Return every line of the records that includes the string "mont".

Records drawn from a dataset

● ● ●

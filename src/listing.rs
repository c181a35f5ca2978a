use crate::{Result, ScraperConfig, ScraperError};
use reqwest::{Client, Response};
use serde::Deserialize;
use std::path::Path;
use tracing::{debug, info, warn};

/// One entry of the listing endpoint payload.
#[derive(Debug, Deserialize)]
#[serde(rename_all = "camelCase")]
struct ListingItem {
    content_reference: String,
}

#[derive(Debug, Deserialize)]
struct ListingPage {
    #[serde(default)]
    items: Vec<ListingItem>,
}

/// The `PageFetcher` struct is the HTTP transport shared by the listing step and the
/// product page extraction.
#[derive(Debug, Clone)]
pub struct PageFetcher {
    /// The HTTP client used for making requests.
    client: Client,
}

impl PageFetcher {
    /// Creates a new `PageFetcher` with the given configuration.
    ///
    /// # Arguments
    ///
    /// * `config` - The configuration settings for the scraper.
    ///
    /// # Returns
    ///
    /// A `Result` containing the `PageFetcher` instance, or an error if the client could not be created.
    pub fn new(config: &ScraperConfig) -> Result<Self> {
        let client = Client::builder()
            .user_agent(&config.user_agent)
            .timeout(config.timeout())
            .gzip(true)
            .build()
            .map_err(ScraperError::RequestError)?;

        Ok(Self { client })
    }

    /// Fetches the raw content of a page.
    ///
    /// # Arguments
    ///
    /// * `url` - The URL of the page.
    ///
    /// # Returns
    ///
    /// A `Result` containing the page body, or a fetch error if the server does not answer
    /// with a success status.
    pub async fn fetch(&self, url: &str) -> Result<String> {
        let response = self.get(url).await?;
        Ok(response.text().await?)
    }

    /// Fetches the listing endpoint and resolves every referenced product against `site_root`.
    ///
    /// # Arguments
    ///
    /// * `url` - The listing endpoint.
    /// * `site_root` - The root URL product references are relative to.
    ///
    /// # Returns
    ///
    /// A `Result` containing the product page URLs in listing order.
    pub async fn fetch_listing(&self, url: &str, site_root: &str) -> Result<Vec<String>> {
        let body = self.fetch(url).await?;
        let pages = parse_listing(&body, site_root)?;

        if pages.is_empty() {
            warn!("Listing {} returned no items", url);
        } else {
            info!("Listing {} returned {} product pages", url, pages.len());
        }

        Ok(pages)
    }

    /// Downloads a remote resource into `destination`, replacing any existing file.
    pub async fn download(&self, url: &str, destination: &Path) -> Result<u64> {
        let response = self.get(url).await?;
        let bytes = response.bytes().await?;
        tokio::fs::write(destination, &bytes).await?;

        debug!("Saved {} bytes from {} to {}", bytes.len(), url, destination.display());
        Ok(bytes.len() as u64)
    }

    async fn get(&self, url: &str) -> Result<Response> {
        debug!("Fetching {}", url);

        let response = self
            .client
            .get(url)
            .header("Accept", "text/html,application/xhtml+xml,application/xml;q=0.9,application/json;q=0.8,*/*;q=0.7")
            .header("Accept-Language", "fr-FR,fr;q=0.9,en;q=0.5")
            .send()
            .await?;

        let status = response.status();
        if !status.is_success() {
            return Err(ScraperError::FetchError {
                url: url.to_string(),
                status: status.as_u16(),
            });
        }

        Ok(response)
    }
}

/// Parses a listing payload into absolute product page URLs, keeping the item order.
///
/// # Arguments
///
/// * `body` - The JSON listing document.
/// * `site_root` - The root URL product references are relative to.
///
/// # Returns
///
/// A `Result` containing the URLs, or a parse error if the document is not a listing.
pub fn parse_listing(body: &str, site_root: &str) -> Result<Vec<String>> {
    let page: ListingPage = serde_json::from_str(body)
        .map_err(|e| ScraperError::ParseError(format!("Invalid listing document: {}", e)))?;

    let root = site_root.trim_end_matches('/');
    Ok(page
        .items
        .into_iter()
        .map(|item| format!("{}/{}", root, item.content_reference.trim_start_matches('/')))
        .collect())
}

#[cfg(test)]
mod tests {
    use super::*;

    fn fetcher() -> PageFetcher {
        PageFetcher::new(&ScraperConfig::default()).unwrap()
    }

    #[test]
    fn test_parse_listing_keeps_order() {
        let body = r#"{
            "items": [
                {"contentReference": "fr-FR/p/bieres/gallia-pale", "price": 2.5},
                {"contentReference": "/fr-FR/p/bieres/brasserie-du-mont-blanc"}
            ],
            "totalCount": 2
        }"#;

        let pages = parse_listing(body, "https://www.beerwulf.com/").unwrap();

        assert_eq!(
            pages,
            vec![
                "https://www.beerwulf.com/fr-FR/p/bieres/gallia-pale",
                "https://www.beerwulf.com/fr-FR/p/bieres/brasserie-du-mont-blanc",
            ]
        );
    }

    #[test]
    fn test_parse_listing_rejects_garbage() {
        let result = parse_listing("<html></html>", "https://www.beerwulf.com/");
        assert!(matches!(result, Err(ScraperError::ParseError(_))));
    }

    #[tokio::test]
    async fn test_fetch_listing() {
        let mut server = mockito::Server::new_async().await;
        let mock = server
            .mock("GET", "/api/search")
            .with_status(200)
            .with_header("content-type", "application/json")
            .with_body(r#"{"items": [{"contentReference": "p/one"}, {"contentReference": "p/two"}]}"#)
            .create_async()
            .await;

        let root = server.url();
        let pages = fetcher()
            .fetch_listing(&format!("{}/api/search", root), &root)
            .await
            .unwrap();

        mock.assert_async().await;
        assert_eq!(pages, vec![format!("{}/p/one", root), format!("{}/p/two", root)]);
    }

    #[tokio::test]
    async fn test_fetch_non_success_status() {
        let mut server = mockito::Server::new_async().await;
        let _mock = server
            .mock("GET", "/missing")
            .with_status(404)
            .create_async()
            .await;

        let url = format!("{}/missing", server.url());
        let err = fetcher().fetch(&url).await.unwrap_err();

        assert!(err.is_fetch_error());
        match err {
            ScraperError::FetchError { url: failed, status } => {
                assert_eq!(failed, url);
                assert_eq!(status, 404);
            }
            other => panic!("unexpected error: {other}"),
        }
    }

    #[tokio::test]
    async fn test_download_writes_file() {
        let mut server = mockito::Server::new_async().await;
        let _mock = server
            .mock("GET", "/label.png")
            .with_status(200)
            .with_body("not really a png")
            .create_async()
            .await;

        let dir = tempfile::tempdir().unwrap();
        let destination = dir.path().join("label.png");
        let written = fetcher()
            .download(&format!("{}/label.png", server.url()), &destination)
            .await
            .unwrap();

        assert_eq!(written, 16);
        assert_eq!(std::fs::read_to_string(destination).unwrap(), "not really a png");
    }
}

● ● ●

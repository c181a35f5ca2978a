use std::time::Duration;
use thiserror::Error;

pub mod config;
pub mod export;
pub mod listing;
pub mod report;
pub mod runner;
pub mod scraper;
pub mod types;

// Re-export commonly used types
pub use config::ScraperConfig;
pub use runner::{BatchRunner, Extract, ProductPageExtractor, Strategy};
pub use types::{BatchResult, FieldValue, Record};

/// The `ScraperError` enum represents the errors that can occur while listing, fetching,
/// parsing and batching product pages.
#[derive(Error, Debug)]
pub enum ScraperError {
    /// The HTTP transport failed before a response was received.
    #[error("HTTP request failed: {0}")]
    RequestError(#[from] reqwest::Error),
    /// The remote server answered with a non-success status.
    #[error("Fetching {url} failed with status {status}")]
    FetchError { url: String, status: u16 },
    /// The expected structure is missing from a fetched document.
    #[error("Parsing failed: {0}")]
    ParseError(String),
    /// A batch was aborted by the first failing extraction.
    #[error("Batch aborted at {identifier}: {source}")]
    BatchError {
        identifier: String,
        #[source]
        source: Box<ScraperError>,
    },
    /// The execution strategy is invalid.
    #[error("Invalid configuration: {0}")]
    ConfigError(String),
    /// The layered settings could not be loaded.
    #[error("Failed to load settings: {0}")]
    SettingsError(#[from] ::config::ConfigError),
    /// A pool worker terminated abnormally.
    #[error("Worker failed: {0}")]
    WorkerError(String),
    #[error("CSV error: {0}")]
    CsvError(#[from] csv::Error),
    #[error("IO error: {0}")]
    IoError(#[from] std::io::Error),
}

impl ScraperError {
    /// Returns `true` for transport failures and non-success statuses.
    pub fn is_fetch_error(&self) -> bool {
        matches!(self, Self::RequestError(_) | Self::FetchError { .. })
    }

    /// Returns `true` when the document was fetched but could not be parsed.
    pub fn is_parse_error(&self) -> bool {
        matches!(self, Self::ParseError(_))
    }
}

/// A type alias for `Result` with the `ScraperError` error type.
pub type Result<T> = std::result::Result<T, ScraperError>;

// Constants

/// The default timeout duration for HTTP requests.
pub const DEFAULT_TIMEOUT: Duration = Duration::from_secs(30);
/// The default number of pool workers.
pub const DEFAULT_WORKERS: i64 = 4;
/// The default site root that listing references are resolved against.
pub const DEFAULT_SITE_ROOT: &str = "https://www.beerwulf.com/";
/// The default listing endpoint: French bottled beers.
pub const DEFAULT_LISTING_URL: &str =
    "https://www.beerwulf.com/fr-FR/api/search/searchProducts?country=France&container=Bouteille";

● ● ●

**Your response**:
                {"contentReference": "/fr-FR/p/bieres/brasserie-du-mont-blanc"}
                "https://www.beerwulf.com/fr-FR/p/bieres/brasserie-du-mont-blanc",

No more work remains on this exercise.